Stephen Speaks is an American acoustic rock/indie pop band project of singer-songwriter Rockwell Ryan Ripperger. The band was initially founded by Ripperger and TJ McCloud in 1999 as a duo.

Ripperger released Stephen Speaks' debut album, No More Doubt, independently in September 2001. No More Doubt was certified platinum by Warner Music Philippines in 2003.
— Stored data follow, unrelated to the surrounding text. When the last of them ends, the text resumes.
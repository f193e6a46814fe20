// SPDX-License-Identifier: BUSL-1.1
// Copyright (c) 2026 Alfred Jean LLC

//! HTTP error mapping.

use axum::http::StatusCode;
use axum::response::{IntoResponse, Response};
use axum::Json;
use joule_storage::StorageError;
use thiserror::Error;

/// Errors a request handler can surface.
///
/// Background job failures never travel this path: they land in the job's
/// `error` field and are reported via `/status` and the progress bus.
#[derive(Debug, Error)]
pub enum ApiError {
    /// Bad payload, failed validation, or a conflicting operation (e.g.
    /// cancelling a terminal job). One message per problem.
    #[error("bad request: {}", .0.join("; "))]
    BadRequest(Vec<String>),

    #[error("not found: {0}")]
    NotFound(String),

    /// Programmer or infrastructure error; details go to logs, the client
    /// gets a generic message.
    #[error("internal error: {0}")]
    Internal(String),
}

impl ApiError {
    pub fn bad_request(message: impl Into<String>) -> Self {
        ApiError::BadRequest(vec![message.into()])
    }
}

impl IntoResponse for ApiError {
    fn into_response(self) -> Response {
        match self {
            ApiError::BadRequest(errors) => (
                StatusCode::BAD_REQUEST,
                Json(serde_json::json!({ "success": false, "errors": errors })),
            )
                .into_response(),
            ApiError::NotFound(what) => (
                StatusCode::NOT_FOUND,
                Json(serde_json::json!({ "success": false, "error": format!("not found: {what}") })),
            )
                .into_response(),
            ApiError::Internal(details) => {
                tracing::error!(details = %details, "internal error");
                (
                    StatusCode::INTERNAL_SERVER_ERROR,
                    Json(serde_json::json!({ "success": false, "error": "internal error" })),
                )
                    .into_response()
            }
        }
    }
}

impl From<StorageError> for ApiError {
    fn from(e: StorageError) -> Self {
        match e {
            StorageError::PathEscape { path } => {
                ApiError::bad_request(format!("path escapes the project root: {path}"))
            }
            StorageError::NotFound { path } => ApiError::NotFound(path),
            other => ApiError::Internal(other.to_string()),
        }
    }
}

#[cfg(test)]
#[path = "error_tests.rs"]
mod tests;
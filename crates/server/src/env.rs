// SPDX-License-Identifier: BUSL-1.1
// Copyright (c) 2026 Alfred Jean LLC

//! Centralized environment variable access for the daemon.

use joule_core::JobKind;
use std::net::SocketAddr;
use std::path::PathBuf;
use std::time::Duration;

/// Resolved daemon configuration. Everything has a default; the environment
/// overrides field by field.
#[derive(Debug, Clone)]
pub struct Settings {
    /// Base directory for the artifact store (`JOULE_PROJECT_ROOT`).
    pub project_root: PathBuf,
    /// HTTP bind address (`JOULE_HTTP_ADDR`).
    pub http_addr: SocketAddr,
    /// Concurrent worker cap (`JOULE_WORKER_CAP`, default: CPU count).
    pub worker_cap: usize,
    /// Grace between SIGTERM and SIGKILL (`JOULE_KILL_GRACE_MS`).
    pub kill_grace: Duration,
    /// Per-kind worker deadlines (`JOULE_<KIND>_TIMEOUT_SECS`).
    pub forecast_timeout: Duration,
    pub profile_timeout: Duration,
    pub pypsa_timeout: Duration,
    /// Deadline for synchronous extraction one-shots (`JOULE_ONESHOT_TIMEOUT_SECS`).
    pub oneshot_timeout: Duration,
    /// Default TTL for cached derived data (`JOULE_CACHE_TTL_SECS`).
    pub cache_ttl: Duration,
    /// Cache sweeper interval (`JOULE_CACHE_SWEEP_SECS`).
    pub cache_sweep: Duration,
    /// Per-kind worker executables (`JOULE_<KIND>_WORKER`).
    pub forecast_worker: PathBuf,
    pub profile_worker: PathBuf,
    pub pypsa_worker: PathBuf,
}

impl Settings {
    /// Read settings from the environment, applying defaults.
    pub fn from_env() -> Self {
        Self {
            project_root: path_var("JOULE_PROJECT_ROOT", "./project"),
            http_addr: addr_var("JOULE_HTTP_ADDR"),
            worker_cap: usize_var("JOULE_WORKER_CAP").unwrap_or_else(num_cpus::get).max(1),
            kill_grace: ms_var("JOULE_KILL_GRACE_MS", 3_000),
            forecast_timeout: secs_var("JOULE_FORECAST_TIMEOUT_SECS", 600),
            profile_timeout: secs_var("JOULE_PROFILE_TIMEOUT_SECS", 900),
            pypsa_timeout: secs_var("JOULE_PYPSA_TIMEOUT_SECS", 3_600),
            oneshot_timeout: secs_var("JOULE_ONESHOT_TIMEOUT_SECS", 60),
            cache_ttl: secs_var("JOULE_CACHE_TTL_SECS", 300),
            cache_sweep: secs_var("JOULE_CACHE_SWEEP_SECS", 60),
            forecast_worker: path_var("JOULE_FORECAST_WORKER", "workers/forecast-worker"),
            profile_worker: path_var("JOULE_PROFILE_WORKER", "workers/profile-worker"),
            pypsa_worker: path_var("JOULE_PYPSA_WORKER", "workers/pypsa-worker"),
        }
    }

    /// Executable for a kind's compute worker.
    pub fn worker_program(&self, kind: JobKind) -> &PathBuf {
        match kind {
            JobKind::Forecast => &self.forecast_worker,
            JobKind::Profile => &self.profile_worker,
            JobKind::Pypsa => &self.pypsa_worker,
        }
    }

    /// Default deadline for a kind's worker runs.
    pub fn default_timeout(&self, kind: JobKind) -> Duration {
        match kind {
            JobKind::Forecast => self.forecast_timeout,
            JobKind::Profile => self.profile_timeout,
            JobKind::Pypsa => self.pypsa_timeout,
        }
    }
}

fn path_var(name: &str, default: &str) -> PathBuf {
    std::env::var(name).map(PathBuf::from).unwrap_or_else(|_| PathBuf::from(default))
}

fn addr_var(name: &str) -> SocketAddr {
    std::env::var(name)
        .ok()
        .and_then(|s| s.parse().ok())
        .unwrap_or_else(|| SocketAddr::from(([127, 0, 0, 1], 8817)))
}

fn usize_var(name: &str) -> Option<usize> {
    std::env::var(name).ok().and_then(|s| s.parse::<usize>().ok())
}

fn secs_var(name: &str, default: u64) -> Duration {
    Duration::from_secs(
        std::env::var(name).ok().and_then(|s| s.parse::<u64>().ok()).unwrap_or(default),
    )
}

fn ms_var(name: &str, default: u64) -> Duration {
    Duration::from_millis(
        std::env::var(name).ok().and_then(|s| s.parse::<u64>().ok()).unwrap_or(default),
    )
}

#[cfg(test)]
#[path = "env_tests.rs"]
mod tests;
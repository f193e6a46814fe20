// SPDX-License-Identifier: BUSL-1.1
// Copyright (c) 2026 Alfred Jean LLC

//! Events published to job rooms.

use crate::id::JobId;
use serde::{Deserialize, Serialize};

/// Category of a published event.
#[derive(Debug, Clone, Copy, PartialEq, Eq, Serialize, Deserialize)]
#[serde(rename_all = "lowercase")]
pub enum EventKind {
    /// Lifecycle note (job accepted, worker starting).
    Status,
    Progress,
    Completed,
    Cancelled,
    /// Job failed; payload carries the error string.
    Error,
}

impl EventKind {
    /// Terminal events are never dropped by subscriber overflow handling.
    pub fn is_terminal(self) -> bool {
        matches!(self, EventKind::Completed | EventKind::Cancelled | EventKind::Error)
    }
}

crate::simple_display! {
    EventKind {
        Status => "status",
        Progress => "progress",
        Completed => "completed",
        Cancelled => "cancelled",
        Error => "error",
    }
}

/// Envelope delivered to every subscriber of a job's room.
#[derive(Debug, Clone, PartialEq, Serialize, Deserialize)]
pub struct JobEvent {
    pub job_id: JobId,
    #[serde(rename = "type")]
    pub kind: EventKind,
    pub payload: serde_json::Value,
    /// Publication time, epoch milliseconds.
    pub ts: u64,
}

impl JobEvent {
    pub fn new(job_id: JobId, kind: EventKind, payload: serde_json::Value, ts: u64) -> Self {
        Self { job_id, kind, payload, ts }
    }
}

#[cfg(test)]
#[path = "event_tests.rs"]
mod tests;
In January 2018, the single Walk On, from Stephen Speaks' fourth scheduled studio album, Alive To Fight, was released.

History
Stephen Speaks' first studio album, No More Doubt, was recorded in 2000. Upon release in 2001, Passenger Seat and Out of My League received significant airplay atop Filipino pop radio stations. No More Doubt was released in the Philippines on February 4, 2003, through Warner Music and Rippley Records, and declared platinum ten days later on February 14, 2003.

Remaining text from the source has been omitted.